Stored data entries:
★ ★ ★
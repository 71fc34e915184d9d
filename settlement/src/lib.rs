// 结算核心模块
//
// 钱包、提现、积分与众筹分润的全部账务逻辑。
// 所有余额变动经由 WalletService 的单一入口落账并伴随一条流水，
// HTTP 层与定时任务共用同一套服务方法

pub mod service;

pub use service::crowdfunding_service::CrowdfundingService;
pub use service::ledger_store::LedgerStore;
pub use service::points_service::PointsService;
pub use service::profit_sharing_service::ProfitSharingService;
pub use service::wallet_service::{ChangeReq, WalletService};
pub use service::withdrawal_service::{WithdrawalAccount, WithdrawalService};
use rbatis::rbdc::datetime::DateTime;
use rbatis::{crud, impl_select};
use rust_decimal::Decimal;
use serde::{Deserialize, Serialize};

/// 用户众筹份额表
///
/// 由原子认购事务创建；生命周期延续到分润与项目失败退款
#[derive(Debug, Clone, Serialize, Deserialize)]
pub struct AppCrowdfundingShare {
    pub id: Option<i64>,
    pub share_no: Option<String>,
    pub project_id: i64,
    pub user_id: i64,
    /// 认购份数
    pub share_count: i64,
    /// 认购时单价
    pub unit_price: Decimal,
    /// 认购总额 = unit_price * share_count
    pub total_amount: Decimal,
    /// 状态 见 ShareStatus
    pub status: i32,
    pub purchase_time: Option<DateTime>,
    pub create_time: Option<DateTime>,
    pub update_time: Option<DateTime>,
}

crud!(AppCrowdfundingShare {}, "app_crowdfunding_share");
impl_select!(AppCrowdfundingShare{select_by_project_and_status(project_id: i64, status: i32) -> Vec => "`where project_id = #{project_id} and status = #{status}`"});
impl_select!(AppCrowdfundingShare{select_by_id_for_update(id: i64) -> Option => "`where id = #{id} limit 1 for update`"});
impl_select!(AppCrowdfundingShare{select_by_share_no(share_no: &str) -> Option => "`where share_no = #{share_no} limit 1`"});

impl AppCrowdfundingShare {
    pub const TABLE_NAME: &'static str = "app_crowdfunding_share";
}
★ ★ ★
Please show, exactly as written, every line above that contains the word "Decimal".

use rust_decimal::Decimal;
    pub unit_price: Decimal,
    pub total_amount: Decimal,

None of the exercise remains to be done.